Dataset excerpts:
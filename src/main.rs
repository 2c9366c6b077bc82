//! kubesage - HTTP server and controller entry point.
//!
//! Wires the task store, skill registry, tool router, alert aggregator,
//! and the reconciler driver, then serves the HTTP API until interrupted.

use std::sync::Arc;

use kubesage::alert::{Aggregator, TaskCreator};
use kubesage::api::{self, AppState};
use kubesage::config::Config;
use kubesage::llm::{LlmClient, OpenAiChatClient, OpenAiEmbedder};
use kubesage::memory::{InMemoryEventStore, InMemoryKnowledgeStore, KnowledgeStore};
use kubesage::reconciler::{ControllerDriver, ReconcilerSettings, TaskReconciler};
use kubesage::skill::SkillRegistry;
use kubesage::store::MemoryTaskStore;
use kubesage::tools::ToolRouter;
use tokio_util::sync::CancellationToken;
use tracing::info;
use tracing_subscriber::{layer::SubscriberExt, util::SubscriberInitExt};

#[tokio::main]
async fn main() -> anyhow::Result<()> {
    tracing_subscriber::registry()
        .with(
            tracing_subscriber::EnvFilter::try_from_default_env()
                .unwrap_or_else(|_| "kubesage=info,tower_http=info".into()),
        )
        .with(tracing_subscriber::fmt::layer())
        .init();

    let config = Config::from_env()?;
    info!(
        model = %config.llm.model,
        namespace = %config.target_namespace,
        "loaded configuration"
    );

    let store = Arc::new(MemoryTaskStore::new());
    let skills = Arc::new(SkillRegistry::with_builtin_skills());

    // Tool providers register here; cluster-inspection bridges are deployed
    // alongside the server and attach through the provider contract.
    let tools = Arc::new(ToolRouter::new());

    let llm: Arc<dyn LlmClient> = Arc::new(OpenAiChatClient::new(
        config.llm.api_key.clone(),
        config.llm.model.clone(),
        config.llm.base_url.clone(),
    ));

    let mut aggregator = Aggregator::new(
        TaskCreator::new(store.clone(), &config.target_namespace),
        config.window_size,
        config.sweep_interval,
    );
    let mut reconciler = TaskReconciler::new(
        store.clone(),
        Arc::clone(&llm),
        Arc::clone(&tools),
        Arc::clone(&skills),
        ReconcilerSettings {
            agent_timeout: config.agent_timeout,
            default_max_steps: config.default_max_steps,
            recent_event_limit: config.recent_event_limit,
        },
    );

    if config.l2_enabled {
        let events = Arc::new(InMemoryEventStore::new());
        aggregator = aggregator.with_l2_store(events.clone());
        reconciler = reconciler.with_l2_store(events);
        info!("l2 recent-events store enabled");
    }

    if config.l3_enabled {
        let knowledge = Arc::new(InMemoryKnowledgeStore::new());
        knowledge.init_schema().await?;
        let embedder = Arc::new(OpenAiEmbedder::new(
            config.llm.api_key.clone(),
            config.embed_model.clone(),
            config.llm.base_url.clone(),
        ));
        reconciler = reconciler.with_knowledge_base(knowledge, embedder);
        info!(model = %config.embed_model, "l3 knowledge base enabled");
    }

    let aggregator = Arc::new(aggregator);
    let driver = ControllerDriver::new(Arc::new(reconciler), store.clone());

    let shutdown = CancellationToken::new();

    {
        let aggregator = Arc::clone(&aggregator);
        let token = shutdown.clone();
        tokio::spawn(async move { aggregator.run(token).await });
    }
    {
        let token = shutdown.clone();
        tokio::spawn(async move { driver.run(token).await });
    }
    {
        let token = shutdown.clone();
        tokio::spawn(async move {
            if tokio::signal::ctrl_c().await.is_ok() {
                info!("interrupt received; shutting down");
                token.cancel();
            }
        });
    }

    let state = Arc::new(AppState {
        store,
        aggregator,
        skills,
        tools,
        llm: Some(llm),
        default_namespace: config.target_namespace.clone(),
    });
    api::serve(&config.host, config.port, state, shutdown).await
}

■ Exercise instructions:
Pull out all lines containing the word "server" from the entries above.

■ Solved exercise:
//! kubesage - HTTP server and controller entry point.
    // alongside the server and attach through the provider contract.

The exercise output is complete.